From my understanding of threadsafe shared pointers, the task should hold onto its copy of the pointer until it is completely finished, preventing the pointed-at data from becoming invalid?

While you are copying the SharedPtr into the CreateMeshData function you are NOT actually copying it into the lambda passed into AsyncTask. So until that happens there should only be a single reference count from the AProceduralChunk. If that Actor is getting destroyed (especially since you said you’re spawing them out as the player runs around) the lambda’s captured this pointer would be dangling. I’d suggest you get rid of the implicit by copy capture in the lambda and explicitly copy the required data. You may also want to capture a WeakObjectPtr of the owning Actor and check whether that Actor is still valid before calling CreateMeshData. Not sure what happens with the tasks that were already created when you quit the game but Actors and other UObjects are definitely being destroyed.
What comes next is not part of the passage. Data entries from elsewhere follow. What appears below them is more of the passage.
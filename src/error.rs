use thiserror::Error;

/// Errors returned by the backing object store.
#[derive(Debug, Clone, Error)]
pub enum StoreError {
    /// Object does not exist
    #[error("Object not found: {0}")]
    NotFound(String),

    /// The bucket itself does not exist.
    ///
    /// Kept apart from [`StoreError::NotFound`] so that deletes against a
    /// wrong bucket fail instead of counting as already absent.
    #[error("Bucket not found: {0}")]
    BucketNotFound(String),

    /// Store refused the request.
    ///
    /// MinIO reports this intermittently for objects that exist when many
    /// metadata lookups race, so the single-object read path retries it.
    #[error("Access denied: {0}")]
    AccessDenied(String),

    /// Any other error reported by S3 or an S3-compatible service
    #[error("S3 error: {0}")]
    S3(String),

    /// Network or connection error, including body streaming failures
    #[error("Connection error: {0}")]
    Connection(String),

    /// The operation did not finish before its deadline
    #[error("operation timed out")]
    Timeout,
}

impl StoreError {
    /// Whether this error is the transient permission failure worth retrying.
    pub fn is_transient(&self) -> bool {
        matches!(self, StoreError::AccessDenied(_))
    }

    /// Whether the store reported the key as missing.
    pub fn is_not_found(&self) -> bool {
        matches!(self, StoreError::NotFound(_))
    }
}

/// Errors caused by the shape of a client request.
///
/// These are detected before any store call is made and reject the whole
/// request with a 4xx status.
#[derive(Debug, Clone, Error)]
pub enum RequestError {
    /// A required query parameter or form field is missing or blank
    #[error("{field} is required ({hint})")]
    MissingField {
        field: &'static str,
        hint: &'static str,
    },

    /// Every key in a key list is blank
    #[error("at least one key required")]
    NoKeys,

    /// The object key taken from the request path is empty
    #[error("object key required")]
    EmptyKey,

    /// Number of keys and number of uploaded files differ
    #[error("keys count ({keys}) must match files count ({files})")]
    CountMismatch { keys: usize, files: usize },

    /// The request is expected to be `multipart/form-data`
    #[error("multipart form required")]
    NotMultipart,

    /// The multipart body could not be decoded
    #[error("invalid multipart form: {0}")]
    InvalidMultipart(String),
}
//! Image upload integration tests.
//!
//! Tests verify:
//! - Images are normalized and stored under prefix/folder/destination
//! - Destinations follow the form's placement metadata
//! - Old paths are removed and only really removed paths are reported
//! - Failures answer with a `msg` body

use std::sync::Arc;

use axum::body::Body;
use axum::http::{Request, StatusCode};
use tower::ServiceExt;

use object_relay::{create_router, RouterConfig};

use super::test_utils::{body_json, create_test_jpeg, FormBuilder, MockBlobStore};

const IMAGES_BUCKET: &str = "kzen-storage";
const UPLOAD_URI: &str = "/kzen-storage-upload-images";

fn config() -> RouterConfig {
    RouterConfig::new("mybucket", IMAGES_BUCKET)
        .with_images_prefix("/kzen")
        .with_tracing(false)
}

fn jpeg_dimensions(data: &[u8]) -> (u32, u32) {
    let img = image::load_from_memory(data).unwrap();
    (img.width(), img.height())
}

#[tokio::test]
async fn test_upload_with_filename_map() {
    let store = Arc::new(MockBlobStore::new());
    let router = create_router(Arc::clone(&store), config());

    let request = FormBuilder::new()
        .field("userId", "u1")
        .field("folder", "products")
        .field("photo.jpg", "u1/hero.jpg")
        .field("ids", "row-7")
        .file("files", "photo.jpg", "image/jpeg", &create_test_jpeg(2000, 1500))
        .request("POST", UPLOAD_URI);
    let response = router.oneshot(request).await.unwrap();

    assert_eq!(response.status(), StatusCode::OK);
    let json = body_json(response).await;
    assert_eq!(json["inserted"][0]["img_path"], "u1/hero.jpg");
    assert_eq!(json["inserted"][0]["id"], "row-7");
    assert_eq!(json["deleted"], serde_json::json!([]));

    let (data, content_type) = store
        .object(IMAGES_BUCKET, "kzen/products/u1/hero.jpg")
        .await
        .unwrap();
    assert_eq!(content_type.as_deref(), Some("image/jpeg"));
    assert_eq!(jpeg_dimensions(&data), (1440, 1080));
}

#[tokio::test]
async fn test_upload_with_new_sources() {
    let store = Arc::new(MockBlobStore::new());
    let router = create_router(Arc::clone(&store), config());

    let request = FormBuilder::new()
        .field("userId", "u1")
        .field("folder", "products")
        .field(
            "newSources",
            r#"[{"id": "r1", "path": "u1/one.jpg"}, {"id": "r2", "path": "u1/two.jpg"}]"#,
        )
        .field("fileIds", "r2,r1")
        .file("files", "a.jpg", "image/jpeg", &create_test_jpeg(10, 10))
        .file("files", "b.jpg", "image/jpeg", &create_test_jpeg(10, 10))
        .request("POST", UPLOAD_URI);
    let response = router.oneshot(request).await.unwrap();

    assert_eq!(response.status(), StatusCode::OK);
    let json = body_json(response).await;
    assert_eq!(
        json["inserted"],
        serde_json::json!([
            {"id": "r2", "img_path": "u1/two.jpg"},
            {"id": "r1", "img_path": "u1/one.jpg"}
        ])
    );
    assert_eq!(
        store.keys(IMAGES_BUCKET).await,
        vec!["kzen/products/u1/one.jpg", "kzen/products/u1/two.jpg"]
    );
}

#[tokio::test]
async fn test_upload_generates_names_without_metadata() {
    let store = Arc::new(MockBlobStore::new());
    let router = create_router(Arc::clone(&store), config());

    let request = FormBuilder::new()
        .field("userId", "u42")
        .field("folder", "gallery")
        .file("files", "a.jpg", "image/jpeg", &create_test_jpeg(800, 600))
        .file("files", "b.jpg", "image/jpeg", &create_test_jpeg(20, 20))
        .request("POST", UPLOAD_URI);
    let response = router.oneshot(request).await.unwrap();

    assert_eq!(response.status(), StatusCode::OK);
    let json = body_json(response).await;
    let inserted = json["inserted"].as_array().unwrap();
    assert_eq!(inserted.len(), 2);

    let first = inserted[0]["img_path"].as_str().unwrap();
    let second = inserted[1]["img_path"].as_str().unwrap();
    assert!(first.starts_with("u42_") && first.ends_with(".jpeg"));
    assert_ne!(first, second);

    let (data, _) = store
        .object(IMAGES_BUCKET, &format!("kzen/gallery/{}", first))
        .await
        .unwrap();
    assert_eq!(jpeg_dimensions(&data), (800, 600));
    assert_eq!(store.keys(IMAGES_BUCKET).await.len(), 2);
}

#[tokio::test]
async fn test_upload_and_delete_old_paths() {
    let store = Arc::new(
        MockBlobStore::new().with_object(IMAGES_BUCKET, "kzen/products/old.jpg", "x", "image/jpeg"),
    );
    let router = create_router(Arc::clone(&store), config());

    let request = FormBuilder::new()
        .field("userId", "u1")
        .field("folder", "products")
        .field("imgPathsToDelete", "old.jpg,never-existed.jpg")
        .file("file", "new.jpg", "image/jpeg", &create_test_jpeg(10, 10))
        .request("POST", UPLOAD_URI);
    let response = router.oneshot(request).await.unwrap();

    assert_eq!(response.status(), StatusCode::OK);
    let json = body_json(response).await;
    assert_eq!(json["deleted"], serde_json::json!(["old.jpg"]));
    assert!(store
        .object(IMAGES_BUCKET, "kzen/products/old.jpg")
        .await
        .is_none());
    assert_eq!(store.deletes(), 2);
}

#[tokio::test]
async fn test_nothing_to_do() {
    let store = Arc::new(MockBlobStore::new());
    let router = create_router(Arc::clone(&store), config());

    let request = FormBuilder::new()
        .field("userId", "u1")
        .field("folder", "products")
        .request("POST", UPLOAD_URI);
    let response = router.oneshot(request).await.unwrap();

    assert_eq!(response.status(), StatusCode::OK);
    let json = body_json(response).await;
    assert_eq!(json["msg"], "No files to upload or delete");
    assert_eq!(store.puts(), 0);
    assert_eq!(store.deletes(), 0);
}

#[tokio::test]
async fn test_missing_user_id() {
    let store = Arc::new(MockBlobStore::new());
    let router = create_router(Arc::clone(&store), config());

    let request = FormBuilder::new()
        .field("folder", "products")
        .file("files", "a.jpg", "image/jpeg", &create_test_jpeg(10, 10))
        .request("POST", UPLOAD_URI);
    let response = router.oneshot(request).await.unwrap();

    assert_eq!(response.status(), StatusCode::BAD_REQUEST);
    let json = body_json(response).await;
    assert_eq!(json["msg"], "upload images: userId is required");
    assert_eq!(store.puts(), 0);
}

#[tokio::test]
async fn test_not_multipart() {
    let store = Arc::new(MockBlobStore::new());
    let router = create_router(store, config());

    let request = Request::builder()
        .method("POST")
        .uri(UPLOAD_URI)
        .header("content-type", "application/json")
        .body(Body::from("{}"))
        .unwrap();
    let response = router.oneshot(request).await.unwrap();

    assert_eq!(response.status(), StatusCode::BAD_REQUEST);
    let json = body_json(response).await;
    assert_eq!(json["msg"], "upload images: multipart form required");
}

#[tokio::test]
async fn test_upload_failure_is_server_error() {
    let store = Arc::new(MockBlobStore::new().with_failing_put("kzen/f/u1/fixed.jpg"));
    let router = create_router(Arc::clone(&store), config());

    let request = FormBuilder::new()
        .field("userId", "u1")
        .field("folder", "f")
        .field("imgPath", "u1/fixed.jpg")
        .file("files", "a.jpg", "image/jpeg", &create_test_jpeg(10, 10))
        .request("POST", UPLOAD_URI);
    let response = router.oneshot(request).await.unwrap();

    assert_eq!(response.status(), StatusCode::INTERNAL_SERVER_ERROR);
    let json = body_json(response).await;
    assert_eq!(json["msg"], "upload images: upload error");
}

#[tokio::test]
async fn test_upload_route_only_on_images_bucket() {
    let store = Arc::new(MockBlobStore::new());
    let router = create_router(store, config());

    let request = FormBuilder::new()
        .field("userId", "u1")
        .field("folder", "f")
        .request("POST", "/mybucket-upload-images");
    let response = router.oneshot(request).await.unwrap();

    assert_eq!(response.status(), StatusCode::NOT_FOUND);
}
From Lambda expressions (since C++11) - cppreference.com

The current object (*this) can be implicitly captured if either capture default is present. If implicitly captured, it is always captured by reference, even if the capture default is =. The implicit capture of *this when the capture default is = is deprecated. (since C++20)

Minimal example of what’s happening with the capture default:

Been using c++ for over a decade and there’s always a new footgun to learn about . . .

Thank you very much! The reference-I-thought-was-a-copy was in fact the problem.